Cost and logistical challenges hamper the collection of reliable field validation data in remote data-poor regions [52]. Adding to that challenge is that irrigated agriculture is highly dynamic in time, administration of irrigation schemes on timing and magnitude is absent, and unofficial irrigation, by farm dams or river and stream diversions (Figure 8a), i.e., without established irrigation infrastructure, is unknown and unregulated. Ground truth data on purely rainfed agricultural areas is not available and it cannot be established from visual interpretation of imagery which fields exclusively receive rainfall. To validate the GIAM, 11.000+ locations were labeled as either rainfed or irrigated cropland from Google Earth imagery based on visual indicators such as shape (e.g., central pivot circles), size (e.g., reservoir size), pattern (e.g., contiguous cropland) and texture (e.g., the rougher texture of a natural forest as compared to the smooth texture of a cropland on a farm). However, this is an improbable approach for the complex smallholder-dominated agricultural landscape in Africa as it is impossible to determine if areas are purely rainfed from Google Earth imagery, e.g., spate irrigation systems are impossible to detect based on these visual indicators (Figure 8b). Consequently, no data on either rainfed or irrigated agriculture, nor the number of irrigation events were available to validate the findings from our study.
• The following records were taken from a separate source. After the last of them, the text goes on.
//! Adapter selection by provider tag.

use crate::bitbucket::BitbucketProvider;
use crate::config::ProviderSettings;
use crate::error::Result;
use crate::gitea::GiteaProvider;
use crate::github::GithubProvider;
use crate::gitlab::GitlabProvider;
use crate::provider::GitProvider;
use repolink_types::ProviderKind;
use std::collections::BTreeMap;
use std::sync::Arc;

/// One adapter per supported platform.
///
/// Every platform has an adapter; those without credentials are disabled
/// and fail their operations with `ProviderError::Disabled`.
#[derive(Clone)]
pub struct ProviderRegistry {
    providers: BTreeMap<ProviderKind, Arc<dyn GitProvider>>,
}

impl ProviderRegistry {
    /// Build every adapter from `settings`.
    pub fn from_settings(settings: &ProviderSettings) -> Result<Self> {
        let mut registry = Self::empty();
        registry.insert(Arc::new(GithubProvider::new(settings)?));
        registry.insert(Arc::new(GitlabProvider::new(settings)?));
        registry.insert(Arc::new(GiteaProvider::new(settings)?));
        registry.insert(Arc::new(BitbucketProvider::new(settings)?));
        Ok(registry)
    }

    /// A registry with no adapters.
    pub fn empty() -> Self {
        Self {
            providers: BTreeMap::new(),
        }
    }

    /// Add or replace the adapter for its platform.
    pub fn insert(&mut self, provider: Arc<dyn GitProvider>) {
        self.providers.insert(provider.kind(), provider);
    }

    /// Adapter for `kind`.
    pub fn get(&self, kind: ProviderKind) -> Option<Arc<dyn GitProvider>> {
        self.providers.get(&kind).cloned()
    }

    /// Platforms whose adapters have credentials.
    pub fn enabled(&self) -> Vec<ProviderKind> {
        self.providers
            .iter()
            .filter(|(_, provider)| provider.is_enabled())
            .map(|(kind, _)| *kind)
            .collect()
    }
}

impl std::fmt::Debug for ProviderRegistry {
    fn fmt(&self, f: &mut std::fmt::Formatter<'_>) -> std::fmt::Result {
        f.debug_struct("ProviderRegistry")
            .field("enabled", &self.enabled())
            .finish()
    }
}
Visual comparison with some known existing schemes (Supplementary Materials S5) shows that all thresholds are able to grasp irrigated agriculture there, though the number of irrigation events differ for each threshold. A too low threshold might describe too little heterogeneity of the NDVI development of neighbours to classify crop growth to be a result of irrigation. On the other hand, a too high threshold would give errors for larger contiguous irrigation schemes. Ideally, extensive ground truth is attained on rainfed agricultural areas, which are not water-managed in any manner, to be able to calibrate an appropriate threshold. In this manner, calibration of the number of irrigation events can be performed, as these purely rainfed areas can be set to zero irrigation events.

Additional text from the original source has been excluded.